Organizers of the MinuteMan Project said on Tuesday that they have signed up 200 people from 29 U.S. states to patrol a stretch of the border in Arizona throughout April to search for illegal aliens and were adding 20 new volunteers a day.
“It’s the largest neighborhood watch program ever put together by Americans, with the direct aim of challenging the president of the United States to do his job,” Chris Simcox told Reuters in a telephone interview from Tombstone, Arizona.
Each year, around 1 million illegal immigrants are caught crossing the 2,000-mile U.S.-Mexico border, more than 40 percent of them in the deserts of Arizona. Even more are thought to get through.
Campouts for a cause
Volunteers who sign up for the MinuteMan Project, named for militia units who fought in the American Revolution, will camp out for a month on local ranches and public land to spot illegal immigrants crossing a 30-mile stretch of the border in area near the Arizona town of Douglas.
Simcox, a local newspaper editor, said that most volunteers have backgrounds in either the military or law enforcement. They plan to report any illegals to the U.S. Border Patrol and “continue to track them until the patrol arrives to apprehend them,” he said.
Critics say it is a vigilante group, and fear that over-eager volunteers may use firearms to intimidate migrants or harass legal Latino residents. Simcox declined to say whether MinuteMan Project volunteers would be armed, but said that they would act “within state laws... and are not vigilantes.”
Bumper crop of posses
In recent years, a number of citizens patrol groups have sprung up in southern Arizona and Texas, including Ranch Rescue, the American Border Patrol and the Civil Homeland Defense Corps, which Simcox founded in Tombstone in 2002.
Douglas Mayor Ray Borane criticized such efforts as “senseless, misdirected exercises in futility” that do not address the serious problem of illegal immigrants crossing the U.S.-Mexico border.
“All they do is draw a bunch of misfits from across the country who don’t have anything to do but make trouble,” Borane said. “They get in the way, they are a nuisance and create more problems than they solve.”
Borane added: “Government has to tolerate them because of the rights guaranteed by the Constitution. The (U.S.) government doesn’t say anything because it has to be politically correct.”
Fear of ‘wannabe Rambos’
Wary local rights groups fear the month-long MinuteMan Project could raise tensions in the border region, which has a large Latino community.
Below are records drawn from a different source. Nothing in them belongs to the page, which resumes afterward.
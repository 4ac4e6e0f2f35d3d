//! # Vellum UI
//!
//! Widgets built from [`vellum_scene`] primitives.
//!
//! ## Tooltip
//!
//! A speech bubble: rounded body, a tail pointing down at the anchor, a
//! bold label line and a normal text line. It sizes itself from the
//! measured text every time it is shown and appears on its layer only
//! while shown.
//!
//! ```rust,ignore
//! use vellum_scene::Layer;
//! use vellum_ui::Tooltip;
//!
//! let layer = Layer::shared();
//! let mut tip = Tooltip::with_layer(&layer);
//! tip.set_values(Some("42.0 ms"), Some("Frame time")).show(120.0, 80.0);
//! // ... later
//! tip.hide();
//! ```

#![deny(missing_docs)]
#![deny(unsafe_code)]
#![deny(clippy::all)]
#![warn(clippy::pedantic)]
#![deny(clippy::perf)]

pub mod config;
pub mod error;
pub mod widget;

pub use config::TooltipStyle;
pub use error::{UiError, UiResult};
pub use widget::{BubbleLayout, Tooltip, Visibility, TRIANGLE_SIZE};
“We are very concerned that they will be bringing in a lot of people who know nothing about the border, about immigrants or about Latinos,” said Jennifer Allen, the executive director of Tucson-based Border Action Network.
“We suspect that Latino residents from the area will be racially profiled by a bunch of random guys from across the country who are kind of wannabe Rambos,” she added.
In November, the Border Action Network supported a civil suit against an assault-rifle toting Arizona rancher who detained a resident Latino family near Douglas, falsely believing that they were illegal migrants.